I look back and realize for most of my life material possessions and money would have played a huge part in how I assessed the quality of my life. I also now realize If I had been asked to assess the quality of my life in years gone by, My answer would likely have been focused more on what was lacking. The quality of my life would be so much better if only. I always had an almost endless “if only” list. Life would be better: if only had a bigger/better car, if only had a second car, if only had more money…… Or there was always the second if only list involving others. If only: she/he had or hadn’t done this or that……

I am asking for feed back please. I am facing some pretty big decisions and would appreciate your opinions.

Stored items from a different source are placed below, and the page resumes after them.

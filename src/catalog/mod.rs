//! Catalog records as delivered by the REST API.
//!
//! Wire field names are Portuguese (`nome`, `icone`, `valores`, ...);
//! the Rust fields are English with serde renames. Records are immutable
//! for the duration of a display cycle — each fetched batch fully
//! replaces the previous one, no merging.

pub mod format;

use std::collections::BTreeMap;

use serde::Deserialize;

/// A nested value group inside a topic (e.g. meter sub-families).
#[derive(Debug, Clone, PartialEq, Deserialize)]
pub struct SubTopic {
    pub id: String,
    #[serde(rename = "nome")]
    pub name: String,
    #[serde(rename = "valores", default)]
    pub values: Vec<String>,
}

/// A taxonomy facet: groups products by one attribute.
#[derive(Debug, Clone, PartialEq, Deserialize)]
pub struct Topic {
    pub id: String,
    #[serde(rename = "nome")]
    pub name: String,
    #[serde(rename = "tipo", default)]
    pub kind: Option<String>,
    #[serde(rename = "icone", default)]
    pub icon: Option<String>,
    /// Hex color delivered by the API; the palette is the fallback.
    #[serde(rename = "cor", default)]
    pub color: Option<String>,
    /// Discrete values the topic can be narrowed to.
    #[serde(rename = "valores", default)]
    pub values: Vec<String>,
    #[serde(rename = "subtopicos", default)]
    pub subtopics: Vec<SubTopic>,
    #[serde(default)]
    pub count: Option<u32>,
    /// Set by global search: which value matched the query.
    #[serde(rename = "valor_encontrado", default)]
    pub matched_value: Option<String>,
}

impl Topic {
    /// Minimal topic, used for synthesized relation views and tests.
    pub fn named(id: &str, name: &str) -> Self {
        Self {
            id: id.to_string(),
            name: name.to_string(),
            kind: None,
            icon: None,
            color: None,
            values: Vec::new(),
            subtopics: Vec::new(),
            count: None,
            matched_value: None,
        }
    }
}

#[derive(Debug, Clone, Copy, PartialEq, Eq, Deserialize)]
#[serde(rename_all = "lowercase")]
pub enum ProductStatus {
    Active,
    Inactive,
    Discontinued,
    /// Anything the API sends that we don't know; kept instead of
    /// failing the whole batch.
    #[serde(other)]
    Unknown,
}

impl Default for ProductStatus {
    fn default() -> Self {
        ProductStatus::Active
    }
}

impl ProductStatus {
    pub fn label(self) -> &'static str {
        match self {
            ProductStatus::Active => "active",
            ProductStatus::Inactive => "inactive",
            ProductStatus::Discontinued => "discontinued",
            ProductStatus::Unknown => "unknown",
        }
    }
}

/// One catalog product.
#[derive(Debug, Clone, PartialEq, Deserialize)]
pub struct Product {
    pub sku: String,
    #[serde(default)]
    pub title: String,
    #[serde(default)]
    pub status: ProductStatus,
    #[serde(default)]
    pub categories: Vec<String>,
    #[serde(default)]
    pub attributes: BTreeMap<String, serde_json::Value>,
    /// relation-type → related identifiers (other SKUs, topic values).
    #[serde(default)]
    pub relationships: BTreeMap<String, Vec<String>>,
    /// Data completeness, 0–100.
    #[serde(default)]
    pub completeness_score: Option<u8>,
}

impl Product {
    pub fn new(sku: &str, title: &str) -> Self {
        Self {
            sku: sku.to_string(),
            title: title.to_string(),
            status: ProductStatus::default(),
            categories: Vec::new(),
            attributes: BTreeMap::new(),
            relationships: BTreeMap::new(),
            completeness_score: None,
        }
    }
}

/// What the scene displays: a topic or a product.
#[derive(Debug, Clone, PartialEq)]
pub enum Entity {
    Topic(Topic),
    Product(Product),
}

impl Entity {
    pub fn id(&self) -> &str {
        match self {
            Entity::Topic(t) => &t.id,
            Entity::Product(p) => &p.sku,
        }
    }

    pub fn label(&self) -> &str {
        match self {
            Entity::Topic(t) => &t.name,
            Entity::Product(p) => &p.title,
        }
    }

    pub fn icon(&self) -> Option<&str> {
        match self {
            Entity::Topic(t) => t.icon.as_deref(),
            Entity::Product(_) => None,
        }
    }

    pub fn count(&self) -> Option<u32> {
        match self {
            Entity::Topic(t) => t.count,
            Entity::Product(_) => None,
        }
    }
}

/// Query shape for the products-by-topic endpoint. Field names mirror
/// the wire parameters (`campo`, `valor`, `nome`, `categoria`).
#[derive(Debug, Clone, PartialEq, Default)]
pub struct TopicFilter {
    pub field: Option<String>,
    pub value: Option<String>,
    pub name: Option<String>,
    pub category: Option<String>,
}

impl TopicFilter {
    /// Everything tagged with the topic itself.
    pub fn by_topic(topic_id: &str) -> Self {
        Self {
            field: Some(topic_id.to_string()),
            value: Some(topic_id.to_string()),
            ..Self::default()
        }
    }

    /// One discrete value within a category.
    pub fn by_value(category: &str, value: &str) -> Self {
        Self {
            name: Some(value.to_string()),
            category: Some(category.to_string()),
            ..Self::default()
        }
    }
}

#[cfg(test)]
mod tests {
    use super::*;

    #[test]
    fn topic_decodes_wire_names() {
        let json = r##"{
            "id": "protocolos",
            "nome": "Protocolos",
            "tipo": "grupo",
            "icone": "🔵",
            "cor": "#4ecdc4",
            "valores": ["abnt", "modbus", "dlms"],
            "count": 3
        }"##;
        let topic: Topic = serde_json::from_str(json).unwrap();
        assert_eq!(topic.name, "Protocolos");
        assert_eq!(topic.values, vec!["abnt", "modbus", "dlms"]);
        assert_eq!(topic.color.as_deref(), Some("#4ecdc4"));
        assert_eq!(topic.count, Some(3));
        assert!(topic.subtopics.is_empty());
    }

    #[test]
    fn topic_with_subtopics() {
        let json = r#"{
            "id": "medidores",
            "nome": "Medidores",
            "subtopicos": [
                {"id": "fabricante_medidor", "nome": "Fabricantes", "valores": ["a", "b"]}
            ]
        }"#;
        let topic: Topic = serde_json::from_str(json).unwrap();
        assert_eq!(topic.subtopics.len(), 1);
        assert_eq!(topic.subtopics[0].values, vec!["a", "b"]);
    }

    #[test]
    fn product_decodes_with_unknown_status() {
        let json = r#"{
            "sku": "MTR-100",
            "title": "Meter 100",
            "status": "prototype",
            "categories": ["medidores"],
            "attributes": {"fasorial": true},
            "relationships": {"protocolos": ["abnt", "dlms"]},
            "completeness_score": 87
        }"#;
        let product: Product = serde_json::from_str(json).unwrap();
        assert_eq!(product.status, ProductStatus::Unknown);
        assert_eq!(product.relationships["protocolos"], vec!["abnt", "dlms"]);
        assert_eq!(product.completeness_score, Some(87));
    }

    #[test]
    fn product_status_known_values() {
        for (wire, status) in [
            ("\"active\"", ProductStatus::Active),
            ("\"inactive\"", ProductStatus::Inactive),
            ("\"discontinued\"", ProductStatus::Discontinued),
        ] {
            let parsed: ProductStatus = serde_json::from_str(wire).unwrap();
            assert_eq!(parsed, status);
        }
    }

    #[test]
    fn filter_constructors() {
        let by_topic = TopicFilter::by_topic("protocolos");
        assert_eq!(by_topic.field.as_deref(), Some("protocolos"));
        assert_eq!(by_topic.value.as_deref(), Some("protocolos"));
        assert!(by_topic.name.is_none());

        let by_value = TopicFilter::by_value("protocolos", "dlms");
        assert_eq!(by_value.category.as_deref(), Some("protocolos"));
        assert_eq!(by_value.name.as_deref(), Some("dlms"));
        assert!(by_value.field.is_none());
    }

    #[test]
    fn entity_accessors() {
        let topic = Entity::Topic(Topic::named("hemera", "Hemera"));
        assert_eq!(topic.id(), "hemera");
        assert_eq!(topic.label(), "Hemera");
        let product = Entity::Product(Product::new("P1", "Gateway"));
        assert_eq!(product.id(), "P1");
        assert_eq!(product.label(), "Gateway");
        assert!(product.count().is_none());
    }
}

13 Responses to Quality vs Quantity of life – YOUR opinions please

  1. jmbrucker says:

    Bill, I have been following you for a couple of years, and you have such an amazing attitude and outlook. So, thank you! Your question regarding determining the quality of life. I would say to any of my clients that the quality of life is individual to each person, but for me am I happier more than I am sad, in pain, etc. Am I still getting to do things I love with those I love. If I can answer yes, I think quality still exists. When the scale tips to more negative or nothing I love to do is possible, then quality of life has gone. That is how I define it, but that is just me and I am not in your situation. God Bless! Peace and Joy, Jackie

  2. tapsiiee says:

    Buy less, choose well 😌

  3. spykeyone says:

    Wow. The ‘coincidences’ in life are amazing. I literally just got off the phone with a dear friend who just informed me that the prognosis for his brain tumour are ‘not looking good’ and that he may be looking at being permanantly crippled and/or death – potentially soon. Then I check my mail and see your post. Another irony is that I wrote just the other day about whether people value the important things in life (https://spykeyone.wordpress.com/2015/07/10/should-you-get-what-you-want/ ) When I spoke with my friend I wondered if any advice I could give him would be worth anything as I have tried to commit suicide 4 times this year alone and he is faced, as you are, with death not of his own volition. Tricky. I personally place little value in regret (I’ve also written about that https://spykeyone.wordpress.com/2015/07/02/regrets-ive-had-a-few/ ) and feel time looking forward is better spent than looking backwards. How can you change anything now? What’s the point of worrying about something if there’s absolutely nothing you can do to change it? Of course, an awful lot is influenced by whatever religious beliefs you may or may not have. There’s always the fall-back of ‘There’s someone worse off than you’ if you’re looking for comfort but from personal experience I now try to be grateful and happy for the little things. I used to drive a BMW (after I lost my Mercedes) but now I’m just glad I have a roof, a bed and something to eat. Perhaps you’re doing exactly the right thing? Not only are you writing about your experiences, thoughts and feelings and therefore making your mark on the world but perhaps you are also helping others? What better way to live your life no matter how long it may be?…

  4. Shirley says:

    I agree with jmbrucker that the quality of life is individual to each person. All my life living paycheck to paycheck, I’ve lived a basic necessity existence. I’ve dreamed of abundance, but know that if I were to win the lottery tomorrow, I’d probably still not change much because I’m happy and content. Now at the age of 71, I worry about my future and the what ifs – especially living in a senior complex, watching neighbors go in and out of the hospital, the operations, the medications, the pain. I long ago made a decision for myself about my future and based on that decision I do not accept a lot of things the doctor tells me, refuse all but the one basic medication she tries to convince me my body needs, refuse all the exams she says are preventive medicine, telling her that if the what ifs do happen, I’ll accept them and go with the flow based on my philosophy that “Life is to be lived not endured”.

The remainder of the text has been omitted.